A Lot of Puffs. MacKenzie considers the matter environmentally: “Generating the electricity to get just one ad to appear on your screen can produce a puff of carbon dioxide sufficiently large that, if it were cigarette smoke, you would be able to see it…. No one knows exactly how many ads are shown online across the world, but informed estimates collected by the researcher Mikko Kotila suggest as many as 400 billion a day.”

MacKenzie continues, “The carbon emissions produced by information and communication technologies (ICT) are difficult to measure, but probably account for around 2 or 3 per cent of total global emissions, perhaps as much as 4 per cent. That’s comparable to aviation’s contribution to climate change.” 

Auctioning Our Eyeballs. “If you are browsing the web, using Facebook, or searching on Google for something of commercial interest,” MacKenzie says, “the opportunities to show you ads are electronically auctioned in real time, with algorithms acting on behalf of various advertisers, all of whom are able to submit bids to show you an ad. The whole process is completed in less than a second.”

He continues, “The entrepreneur Brian O’Kelley, who was a pioneer of near instantaneous automated ad auctions, tells me that sometimes an opportunity to show a single ad can trigger as many as a thousand auctions.”


Carbon Neutrality? “Many large advertisers,” MacKenzie says, “are keen to trumpet their commitment to sustainability and the carbon neutrality of their products…. One response can be to keep puffing away and buy an equivalent amount of carbon credits associated with emissions-reduction projects elsewhere, usually in the Global South.”

“But directly cutting advertising’s emissions must be a better path,” MacKenzie notes. “There’s a lot of scope for doing this: research by O’Kelley’s carbon-measurement firm Scope3 and the consultancy Ebiquity suggests that the carbon footprint of ads varies wildly, with some nearly a hundred times bigger than others.”

Faux Eyeballs.

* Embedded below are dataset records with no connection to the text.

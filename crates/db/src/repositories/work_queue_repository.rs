use chrono::{DateTime, Utc};
use conductor_core::WorkItem;
use sqlx::{SqliteConnection, SqlitePool};
use uuid::Uuid;

use crate::error::DbError;
use crate::models::{datetime_to_millis, millis_to_datetime, WorkItemRow};

/// Durable queue of engine work. Items are claimed with a lease; a worker that
/// dies simply lets its lease run out.
#[derive(Clone)]
pub struct WorkQueueRepository {
    pool: SqlitePool,
}

impl WorkQueueRepository {
    pub fn new(pool: SqlitePool) -> Self {
        Self { pool }
    }

    pub async fn enqueue(&self, item: &WorkItem) -> Result<(), DbError> {
        let mut conn = self.pool.acquire().await?;
        insert(&mut conn, &WorkItemRow::from(item)).await
    }

    /// Claims the oldest ready item whose lease is free or lapsed.
    pub async fn claim(
        &self,
        worker_id: &str,
        now: DateTime<Utc>,
        lease: chrono::Duration,
    ) -> Result<Option<WorkItem>, DbError> {
        let now_ms = datetime_to_millis(now);
        let row: Option<WorkItemRow> = sqlx::query_as(
            r#"
            UPDATE work_items
            SET claimed_by = ?, claimed_until = ?, attempts = attempts + 1
            WHERE id = (
                SELECT id FROM work_items
                WHERE ready_at <= ? AND (claimed_until IS NULL OR claimed_until < ?)
                ORDER BY ready_at, created_at
                LIMIT 1
            )
            AND (claimed_until IS NULL OR claimed_until < ?)
            RETURNING id, kind, node_execution_id, payload, ready_at, attempts, claimed_by, claimed_until, created_at
            "#,
        )
        .bind(worker_id)
        .bind(datetime_to_millis(now + lease))
        .bind(now_ms)
        .bind(now_ms)
        .bind(now_ms)
        .fetch_optional(&self.pool)
        .await?;

        row.map(|r| r.into_domain()).transpose()
    }

    /// Deletes a finished item. False if the lease was lost to another worker.
    pub async fn complete(&self, id: Uuid, worker_id: &str) -> Result<bool, DbError> {
        let result = sqlx::query("DELETE FROM work_items WHERE id = ? AND claimed_by = ?")
            .bind(id.to_string())
            .bind(worker_id)
            .execute(&self.pool)
            .await?;
        Ok(result.rows_affected() > 0)
    }

    /// Gives an item back to the queue, ready again at `ready_at`.
    pub async fn release(
        &self,
        id: Uuid,
        worker_id: &str,
        ready_at: DateTime<Utc>,
    ) -> Result<bool, DbError> {
        let result = sqlx::query(
            r#"
            UPDATE work_items
            SET claimed_by = NULL, claimed_until = NULL, ready_at = ?
            WHERE id = ? AND claimed_by = ?
            "#,
        )
        .bind(datetime_to_millis(ready_at))
        .bind(id.to_string())
        .bind(worker_id)
        .execute(&self.pool)
        .await?;
        Ok(result.rows_affected() > 0)
    }

    pub async fn pending_count(&self) -> Result<i64, DbError> {
        let (count,): (i64,) = sqlx::query_as("SELECT COUNT(*) FROM work_items")
            .fetch_one(&self.pool)
            .await?;
        Ok(count)
    }

    /// Earliest instant at which some unclaimed item becomes ready.
    pub async fn next_ready_at(&self) -> Result<Option<DateTime<Utc>>, DbError> {
        let (next,): (Option<i64>,) = sqlx::query_as(
            "SELECT MIN(COALESCE(MAX(ready_at, claimed_until), ready_at)) FROM work_items",
        )
        .fetch_one(&self.pool)
        .await?;
        Ok(next.map(millis_to_datetime))
    }

    pub async fn find_for_node(&self, node_execution_id: Uuid) -> Result<Vec<WorkItem>, DbError> {
        let rows: Vec<WorkItemRow> = sqlx::query_as(
            r#"
            SELECT id, kind, node_execution_id, payload, ready_at, attempts, claimed_by, claimed_until, created_at
            FROM work_items
            WHERE node_execution_id = ?
            ORDER BY ready_at, created_at
            "#,
        )
        .bind(node_execution_id.to_string())
        .fetch_all(&self.pool)
        .await?;

        rows.into_iter().map(|r| r.into_domain()).collect()
    }
}

pub(crate) async fn insert(conn: &mut SqliteConnection, row: &WorkItemRow) -> Result<(), DbError> {
    sqlx::query(
        r#"
        INSERT INTO work_items (id, kind, node_execution_id, payload, ready_at, attempts, claimed_by, claimed_until, created_at)
        VALUES (?, ?, ?, ?, ?, ?, ?, ?, ?)
        "#,
    )
    .bind(&row.id)
    .bind(&row.kind)
    .bind(&row.node_execution_id)
    .bind(&row.payload)
    .bind(row.ready_at)
    .bind(row.attempts)
    .bind(&row.claimed_by)
    .bind(row.claimed_until)
    .bind(row.created_at)
    .execute(&mut *conn)
    .await?;
    Ok(())
}

#[cfg(test)]
mod tests {
    use super::*;
    use crate::{create_memory_pool, run_migrations};
    use conductor_core::WorkKind;

    async fn setup_test_db() -> SqlitePool {
        let pool = create_memory_pool().await.unwrap();
        run_migrations(&pool).await.unwrap();
        pool
    }

    fn lease() -> chrono::Duration {
        chrono::Duration::seconds(30)
    }

    #[tokio::test]
    async fn test_claim_respects_ready_at() {
        let queue = WorkQueueRepository::new(setup_test_db().await);
        let now = Utc::now();
        queue
            .enqueue(&WorkItem::delay_elapsed("later", now + chrono::Duration::seconds(60)))
            .await
            .unwrap();
        queue
            .enqueue(&WorkItem::delay_elapsed("now", now))
            .await
            .unwrap();

        let claimed = queue.claim("w1", now, lease()).await.unwrap().unwrap();
        assert_eq!(claimed.correlation_id(), Some("now"));
        assert_eq!(claimed.attempts, 1);
        assert_eq!(claimed.claimed_by.as_deref(), Some("w1"));
        assert!(queue.claim("w2", now, lease()).await.unwrap().is_none());
        assert!(queue.complete(claimed.id, "w1").await.unwrap());

        let later = now + chrono::Duration::seconds(61);
        let claimed = queue.claim("w2", later, lease()).await.unwrap().unwrap();
        assert_eq!(claimed.kind, WorkKind::DelayElapsed);
        assert_eq!(claimed.correlation_id(), Some("later"));
    }

    #[tokio::test]
    async fn test_lapsed_lease_is_reclaimed() {
        let queue = WorkQueueRepository::new(setup_test_db().await);
        let now = Utc::now();
        queue.enqueue(&WorkItem::delay_elapsed("cid", now)).await.unwrap();

        let first = queue.claim("w1", now, lease()).await.unwrap().unwrap();
        let after_lease = now + chrono::Duration::seconds(31);
        let second = queue.claim("w2", after_lease, lease()).await.unwrap().unwrap();
        assert_eq!(first.id, second.id);
        assert_eq!(second.attempts, 2);

        // The first worker lost its lease and can no longer complete the item.
        assert!(!queue.complete(first.id, "w1").await.unwrap());
        assert!(queue.complete(second.id, "w2").await.unwrap());
        assert_eq!(queue.pending_count().await.unwrap(), 0);
    }

    #[tokio::test]
    async fn test_release_reschedules() {
        let queue = WorkQueueRepository::new(setup_test_db().await);
        let now = Utc::now();
        queue.enqueue(&WorkItem::delay_elapsed("cid", now)).await.unwrap();

        let item = queue.claim("w1", now, lease()).await.unwrap().unwrap();
        let retry_at = now + chrono::Duration::seconds(5);
        assert!(queue.release(item.id, "w1", retry_at).await.unwrap());

        assert!(queue.claim("w1", now, lease()).await.unwrap().is_none());
        let next = queue.next_ready_at().await.unwrap().unwrap();
        assert_eq!(next.timestamp_millis(), retry_at.timestamp_millis());
        assert!(queue.claim("w1", retry_at, lease()).await.unwrap().is_some());
    }
}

Business waste lurks in many ads (“nobody knows quite how many”) that are never viewed by humans. MacKenzie says, “… advertisers can be duped into paying to show ads on websites that few human viewers will ever see, on which computerised bots are clicking away instead.”

Conned into Ads. MacKenzie writes, “Many ‘free’ mobile games, for example, make their users do things such as view a video ad or navigate to an external ad-bearing website before allowing them to move to the next level. This isn’t fraud, but having ads forced on you like this is unlikely to make you enthusiastic about the companies or products being advertised.”


My Response. I confess to enjoying the Internet as a world shopping center, but I honestly believe I have never made a purchase based specifically on an online ad. 

In fact, I avoid click-bait even to eschewing potentially interesting Internet sites: For example, I may peruse everything from history to geography to the arts, but avoid any of the “You won’t believe how much weight these five celebrities have gained,” as cited in MacKenzie’s article.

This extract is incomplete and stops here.